The top layer of bananas in an airtight jar in refrigerator for up to 3 to 5 days. We do not recommend freezing the topping because it could get soft.
How to stop freezing:
Cooked pancakes are placed on the baking sheet on a sheet, and put on the baking sheet in the freezer to set for at minimum 30 minutes. When the pancakes are set and firm, place them in the zip-top bag that can be resealed or a container that is airtight lasting up to three months.
How to reheat HTML0?
For reheating these pancakes you don’t need to defrost the pancakes! Remove them from the freezer and place them in the oven toaster oven, or air fryer. Then, warm them on a low temperature to prevent burning or overcooking the pancakes. The ideal way to warm pancakes is at 325F for about 10 minutes.
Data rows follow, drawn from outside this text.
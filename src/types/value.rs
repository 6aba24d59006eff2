//=====================================================
// File: types/value.rs
//=====================================================
// Author: ZobieLabs
// License: Duality Public License (DPL v1.0)
// Goal: Root value type of the interpreter
// Objective: Close the set of element kinds in one enum, expose checked
//            downcasts, and share values through reference-counted handles
//=====================================================

use std::cell::{Ref, RefCell, RefMut};
use std::fmt;
use std::rc::Rc;

use super::double::Double;
use super::function::Function;
use super::handle::HandleArray;
use super::ndarray::Subscript;
use super::string::StringArray;
use crate::interpreter::{CODE_GENERIC, ErrorKind, ScriptError};

//=====================================================
// Section 1.0 - Type Tags
//=====================================================

#[derive(Debug, Clone, Copy, PartialEq, Eq, Hash)]
pub enum TypeTag {
    Double,
    String,
    Handle,
    Function,
}

impl TypeTag {
    /// Code used when mangling overload names.
    pub fn short_code(self) -> &'static str {
        match self {
            TypeTag::Double => "s",
            TypeTag::String => "c",
            TypeTag::Handle => "h",
            TypeTag::Function => "fptr",
        }
    }

    pub fn type_name(self) -> &'static str {
        match self {
            TypeTag::Double => "constant",
            TypeTag::String => "string",
            TypeTag::Handle => "handle",
            TypeTag::Function => "fptr",
        }
    }
}

impl fmt::Display for TypeTag {
    fn fmt(&self, f: &mut fmt::Formatter<'_>) -> fmt::Result {
        f.write_str(self.type_name())
    }
}

//=====================================================
// Section 2.0 - Value
//=====================================================

const SCALAR_SHAPE: [usize; 2] = [1, 1];

#[derive(Debug, Clone)]
pub enum Value {
    Double(Double),
    String(StringArray),
    Handle(HandleArray),
    Function(Function),
}

impl Value {
    pub fn type_tag(&self) -> TypeTag {
        match self {
            Value::Double(_) => TypeTag::Double,
            Value::String(_) => TypeTag::String,
            Value::Handle(_) => TypeTag::Handle,
            Value::Function(_) => TypeTag::Function,
        }
    }

    pub fn type_name(&self) -> &'static str {
        self.type_tag().type_name()
    }

    pub fn shape(&self) -> &[usize] {
        match self {
            Value::Double(value) => value.shape(),
            Value::String(value) => value.shape(),
            Value::Handle(value) => value.shape(),
            Value::Function(_) => &SCALAR_SHAPE,
        }
    }

    pub fn rank(&self) -> usize {
        self.shape().len()
    }

    pub fn size(&self) -> usize {
        match self {
            Value::Double(value) => value.size(),
            Value::String(value) => value.size(),
            Value::Handle(value) => value.size(),
            Value::Function(_) => 1,
        }
    }

    pub fn is_string(&self) -> bool {
        matches!(self, Value::String(_))
    }

    pub fn as_double(&self) -> Option<&Double> {
        match self {
            Value::Double(value) => Some(value),
            _ => None,
        }
    }

    pub fn as_string(&self) -> Option<&StringArray> {
        match self {
            Value::String(value) => Some(value),
            _ => None,
        }
    }

    pub fn as_handle(&self) -> Option<&HandleArray> {
        match self {
            Value::Handle(value) => Some(value),
            _ => None,
        }
    }

    pub fn as_handle_mut(&mut self) -> Option<&mut HandleArray> {
        match self {
            Value::Handle(value) => Some(value),
            _ => None,
        }
    }

    pub fn as_function(&self) -> Option<&Function> {
        match self {
            Value::Function(value) => Some(value),
            _ => None,
        }
    }

    /// Structural comparison dispatched on the receiver's kind.
    pub fn equals(&self, other: &Value) -> bool {
        match self {
            Value::Double(value) => other.as_double() == Some(value),
            Value::String(value) => other.as_string() == Some(value),
            Value::Handle(value) => value.equals(other),
            Value::Function(value) => other
                .as_function()
                .is_some_and(|function| function.name() == value.name()),
        }
    }

    /// Drops the element storage. Functions hold none.
    pub fn clear(&mut self) {
        match self {
            Value::Double(value) => value.clear(),
            Value::String(value) => value.clear(),
            Value::Handle(value) => value.clear(),
            Value::Function(_) => {}
        }
    }

    pub fn transpose(&self) -> Result<Value, ScriptError> {
        Ok(match self {
            Value::Double(value) => Value::Double(value.transpose()?),
            Value::String(value) => Value::String(value.transpose()?),
            Value::Handle(value) => Value::Handle(value.transpose()?),
            Value::Function(_) => return Err(unsupported("transpose", self.type_tag())),
        })
    }

    pub fn extract(&self, subscripts: &[Subscript]) -> Result<Value, ScriptError> {
        Ok(match self {
            Value::Double(value) => Value::Double(value.extract(subscripts)?),
            Value::String(value) => Value::String(value.extract(subscripts)?),
            Value::Handle(value) => Value::Handle(value.extract(subscripts)?),
            Value::Function(_) => return Err(unsupported("extraction", self.type_tag())),
        })
    }
}

fn unsupported(operation: &str, tag: TypeTag) -> ScriptError {
    ScriptError::new(
        ErrorKind::Unsupported,
        CODE_GENERIC,
        format!("{operation} is not supported for type '{tag}'"),
    )
}

impl From<Double> for Value {
    fn from(value: Double) -> Self {
        Value::Double(value)
    }
}

impl From<StringArray> for Value {
    fn from(value: StringArray) -> Self {
        Value::String(value)
    }
}

impl From<HandleArray> for Value {
    fn from(value: HandleArray) -> Self {
        Value::Handle(value)
    }
}

impl From<Function> for Value {
    fn from(value: Function) -> Self {
        Value::Function(value)
    }
}

impl fmt::Display for Value {
    fn fmt(&self, f: &mut fmt::Formatter<'_>) -> fmt::Result {
        match self {
            Value::Double(value) if value.is_empty() => write!(f, "[]"),
            Value::Double(value) => {
                let real = value.real().as_slice();
                let imag = value.imag().map(|imag| imag.as_slice());
                let cells: Vec<String> = real
                    .iter()
                    .enumerate()
                    .map(|(i, re)| match imag {
                        Some(imag) => format!("{re}{:+}i", imag[i]),
                        None => format!("{re}"),
                    })
                    .collect();
                write_matrix(f, value.shape(), &cells)
            }
            Value::String(value) => {
                let cells: Vec<String> = value
                    .data()
                    .as_slice()
                    .iter()
                    .map(|text| format!("\"{text}\""))
                    .collect();
                write_matrix(f, value.shape(), &cells)
            }
            Value::Handle(value) => {
                let shape = value
                    .shape()
                    .iter()
                    .map(usize::to_string)
                    .collect::<Vec<_>>()
                    .join("x");
                write!(f, "{shape} handle")
            }
            Value::Function(value) => write!(f, "<native function {}>", value.name()),
        }
    }
}

fn write_matrix(f: &mut fmt::Formatter<'_>, shape: &[usize], cells: &[String]) -> fmt::Result {
    if shape.len() > 2 {
        return write!(f, "[{}]", cells.join(" "));
    }
    let rows = shape[0];
    let cols = shape[1];
    for row in 0..rows {
        if row > 0 {
            writeln!(f)?;
        }
        let line: Vec<&str> = (0..cols).map(|col| cells[row + col * rows].as_str()).collect();
        write!(f, "{}", line.join("  "))?;
    }
    Ok(())
}

//=====================================================
// Section 3.0 - Shared Handles
//=====================================================

/// Shared, reference-counted handle to a [`Value`].
///
/// Cloning a `ValueRef` retains the same value; [`ValueRef::deep_clone`]
/// produces a new value with its own identity and storage.
#[derive(Clone)]
pub struct ValueRef(Rc<RefCell<Value>>);

impl ValueRef {
    pub fn new(value: impl Into<Value>) -> Self {
        Self(Rc::new(RefCell::new(value.into())))
    }

    pub fn borrow(&self) -> Ref<'_, Value> {
        self.0.borrow()
    }

    pub fn borrow_mut(&self) -> RefMut<'_, Value> {
        self.0.borrow_mut()
    }

    /// Number of live handles sharing this value.
    pub fn ref_count(&self) -> usize {
        Rc::strong_count(&self.0)
    }

    pub fn ptr_eq(&self, other: &ValueRef) -> bool {
        Rc::ptr_eq(&self.0, &other.0)
    }

    pub fn deep_clone(&self) -> ValueRef {
        ValueRef::new(self.borrow().clone())
    }

    pub fn type_tag(&self) -> TypeTag {
        self.borrow().type_tag()
    }
}

impl fmt::Debug for ValueRef {
    fn fmt(&self, f: &mut fmt::Formatter<'_>) -> fmt::Result {
        match self.0.try_borrow() {
            Ok(value) => f.debug_tuple("ValueRef").field(&*value).finish(),
            Err(_) => f.write_str("ValueRef(<borrowed>)"),
        }
    }
}

impl From<Value> for ValueRef {
    fn from(value: Value) -> Self {
        ValueRef::new(value)
    }
}


//=====================================================
// End of file
//=====================================================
If you’d rather use microwaves, put them on a platter at medium power and cook for 10-20 seconds, ensuring you check often for them.
Quantity Per Serving (1 pancake (1/4 cup batter))
Calories 154 Calories from Fat 63
Percent Daily Value*
* Nutritional information is offered as a service using WPRM’s recipe calculator. WPRM Recipe Calculator. It is recommended to conduct the calculations yourself to assure precision. We disclaim all and all responsibility for any reason with regard an act, omission made wholly or in part based upon the content of this site. These values are calculated on a 2000-calorie diet.